Thinking...

( image from web - I just read and liked )


Well, just to know me better you'll notice I'm the most negative person in whole world...I don't trust myself and as the singer Pink said " I'm my own worst enemies"You are probably thinking right now " What the hell this girl is talking about?"I'm really pissed off today, just because I don't need anyone pointing and telling me what a should do, what would do or what a could do... I know I'm grown now and I'm gonna make my decisions on my own and what really make me angry is some people telling me that i should do something that isn't fit with my personality, that I should be more normal and I ain't, I'm alternative and so what?Is that a sin? Then I'm a sinner because I'm always be myself...and if you're care about the people are saying about you, you are loosing time pretend being someone that you are not!

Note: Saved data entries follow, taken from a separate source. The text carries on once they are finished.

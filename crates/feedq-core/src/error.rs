use thiserror::Error;

#[derive(Error, Debug)]
pub enum Error {
    #[error("Database error: {0}")]
    Database(sqlx::Error),

    #[error("Store unreachable: {0}")]
    StoreConnection(sqlx::Error),

    #[error("Store constraint violated: {0}")]
    StoreConstraint(sqlx::Error),

    #[error("HTTP request error: {0}")]
    Http(#[from] reqwest::Error),

    #[error("Feed fetch error: {0}")]
    FeedFetch(String),

    #[error("Feed parsing error: {0}")]
    FeedParse(String),

    #[error("Configuration error: {0}")]
    Config(String),

    #[error("IO error: {0}")]
    Io(#[from] std::io::Error),

    #[error("URL parsing error: {0}")]
    UrlParse(#[from] url::ParseError),

    #[error("JSON error: {0}")]
    Json(#[from] serde_json::Error),

    #[error("Entry not found: {0}")]
    EntryNotFound(i64),

    #[error("Invalid input: {0}")]
    InvalidInput(String),

    #[error("{0}")]
    Other(String),
}

impl From<sqlx::Error> for Error {
    fn from(err: sqlx::Error) -> Self {
        match &err {
            sqlx::Error::PoolTimedOut
            | sqlx::Error::PoolClosed
            | sqlx::Error::WorkerCrashed
            | sqlx::Error::Io(_)
            | sqlx::Error::Tls(_) => Error::StoreConnection(err),
            sqlx::Error::Database(db_err) if is_constraint_violation(db_err.kind()) => {
                Error::StoreConstraint(err)
            }
            _ => Error::Database(err),
        }
    }
}

fn is_constraint_violation(kind: sqlx::error::ErrorKind) -> bool {
    use sqlx::error::ErrorKind;

    matches!(
        kind,
        ErrorKind::UniqueViolation
            | ErrorKind::ForeignKeyViolation
            | ErrorKind::NotNullViolation
            | ErrorKind::CheckViolation
    )
}

impl Error {
    /// Whether this failure happened while fetching or decoding a remote feed
    pub fn is_fetch_error(&self) -> bool {
        matches!(
            self,
            Error::Http(_) | Error::FeedFetch(_) | Error::FeedParse(_) | Error::UrlParse(_)
        )
    }
}

pub type Result<T> = std::result::Result<T, Error>;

If you're pissed off for some reason please push the bottom " Fuck of" sometimes you just need face the reality and then be yourself...It's just a tip because I realized I spent so much time in my life pretending be a princess but in fact I'm a witch^^
I spent time suffocated in someone that only had been alive in my mindI spent time being someone for someone, and not for me,I spent time trying to find a prince ...But i decied to being a witch ( but a cute one ), being myself (accepting I'm not perfect) and I stop finding a prince because I found my frog^^Just things that i was thinking a little bit complicated I agree but if you're feeling it you're going to agree with me!